Last season, Stokley caught 68 passes for Indianapolis.
If Indianapolis Colts wide receiver Brandon Stokley has a season like he had in 2004, projects funded by Lafayette Habitat for Humanity could reap big benefits.
Stokley is the 2005 honorary chairman for the Lafayette Parish arm of the group, which builds houses and makes them available at reduced cost for low-income families.
In that role, he will ask local businesses to donate funds to Habitat for each of his receptions in the 2005 NFL campaign.
"These are good people who want to turn their lives around, and it's good to be able to help out," said Stokley, the all-time leading pass receiver in school history for Louisiana's Ragin' Cajuns football program. "We can do a lot of good for Lafayette."
Stokley caught 68 passes for 1,077 yards and 10 touchdowns last season. The pledge program is still being formalized, but the different levels of donations will likely be in the $25, $50 and $100 range.
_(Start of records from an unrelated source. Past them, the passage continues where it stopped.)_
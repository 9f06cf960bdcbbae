use serde::{Deserialize, Serialize};

/// Lifecycle state of a transfer.
///
/// Transitions only move forward (`pending` → `transferring` →
/// `completed`/`failed`); the one exception is the restore-time downgrade of
/// `transferring` to `failed`.
#[derive(Debug, Clone, Copy, PartialEq, Eq, Hash, Serialize, Deserialize)]
#[serde(rename_all = "lowercase")]
pub enum TransferStatus {
    Pending,
    Transferring,
    Completed,
    Failed,
}

impl TransferStatus {
    /// Position in the forward-only lifecycle.
    fn rank(self) -> u8 {
        match self {
            TransferStatus::Pending => 0,
            TransferStatus::Transferring => 1,
            TransferStatus::Completed | TransferStatus::Failed => 2,
        }
    }

    /// Returns `true` if moving from `self` to `next` respects the
    /// forward-only lifecycle.
    pub fn can_advance_to(self, next: TransferStatus) -> bool {
        next.rank() > self.rank()
    }

    /// Returns `true` for `completed` and `failed`.
    pub fn is_terminal(self) -> bool {
        matches!(self, TransferStatus::Completed | TransferStatus::Failed)
    }
}

/// Where received bytes for a transfer are accumulated.
#[derive(Debug, Clone, Copy, PartialEq, Eq, Hash, Serialize, Deserialize)]
#[serde(rename_all = "lowercase")]
pub enum StorageMode {
    /// Chunks are written straight into a backing file as they arrive.
    Streaming,
    /// Chunks are held in memory until the transfer completes.
    Buffered,
}

/// Which way a transfer flows relative to this endpoint.
#[derive(Debug, Clone, Copy, PartialEq, Eq, Hash, Serialize, Deserialize)]
#[serde(rename_all = "lowercase")]
pub enum Direction {
    Outgoing,
    Incoming,
}

/// Session role.
#[derive(Debug, Clone, Copy, PartialEq, Eq, Hash, Serialize, Deserialize)]
#[serde(rename_all = "lowercase")]
pub enum Role {
    /// Claimed a room code and waits for the peer.
    Host,
    /// Obtained a generated identity and dials the host's room code.
    Guest,
}

/// Channel connection state exposed to the rest of the system.
#[derive(Debug, Clone, Copy, PartialEq, Eq, Hash, Serialize, Deserialize)]
#[serde(rename_all = "lowercase")]
pub enum ConnectionState {
    Disconnected,
    Connecting,
    Connected,
}

/// Coarse connection quality.
///
/// No round-trip probing backs this value: it is `excellent` as soon as a
/// channel opens and `poor` after any channel error.
#[derive(Debug, Clone, Copy, PartialEq, Eq, Hash, Serialize, Deserialize)]
#[serde(rename_all = "lowercase")]
pub enum ConnectionQuality {
    Excellent,
    Good,
    Poor,
    Disconnected,
}
//! Command-line arguments. Flags override the config file.

use std::path::PathBuf;

use clap::Parser;

/// Send a file between two in-process beamdrop endpoints.
#[derive(Parser, Debug)]
#[command(author, version, about, long_about = None)]
pub struct Args {
    /// File to send. Without it, `--size` random-looking bytes are generated
    #[arg(short, long)]
    pub file: Option<PathBuf>,

    /// Size of the generated payload in bytes
    #[arg(short, long, default_value_t = 1024 * 1024)]
    pub size: u64,

    /// Room code the host claims
    #[arg(short, long)]
    pub room: Option<String>,

    /// Config file path (default: ~/.config/beamdrop/config.json)
    #[arg(short, long)]
    pub config: Option<PathBuf>,

    /// Directory for streaming-mode backing files; omit to buffer in memory
    #[arg(long)]
    pub storage_root: Option<PathBuf>,

    /// Directory the guest's session snapshot is written to (default: ~/.config/beamdrop/state)
    #[arg(long)]
    pub state_dir: Option<PathBuf>,

    /// Chunk size in bytes
    #[arg(long)]
    pub chunk_size: Option<usize>,

    /// Print the collected log entries as JSON when done
    #[arg(long, default_value = "false")]
    pub dump_logs: bool,
}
"We finished our first house here in 1993," said Habitat member Linda Taylor. "We finance the homes at no profit and with no interest. We build three to five a year, and we're trying to step it up to eight this year. We hope Brandon's involvement will help raise our profile in the community."
The standard size for the ADA compliant Habitat homes is 1,050 square feet for three-bedroom homes and 1,150 for four bedrooms.
Stokley and Habitat board members were on hand Monday morning at the group's latest completed structure. Also there was Pam Simon, who has been in her Habitat home for a year and a half.
"It's beautiful," Simon said. "It's my home and I get to fix it up like I want. I can get in my flower bed, and I never thought I would love playing in my flower bed so much."
"I didn't know too much about Habitat for Humanity," Stokley said. "I didn't know what it entailed, but it's really a good program that can help people. And being able to give back to Lafayette is what it's all about."
Former president Jimmy Carter and his wife, Rosalind, have been heavily involved with Habitat for Humanity, giving it a nationwide and international profile. Stokley's involvement may help bring that focus home.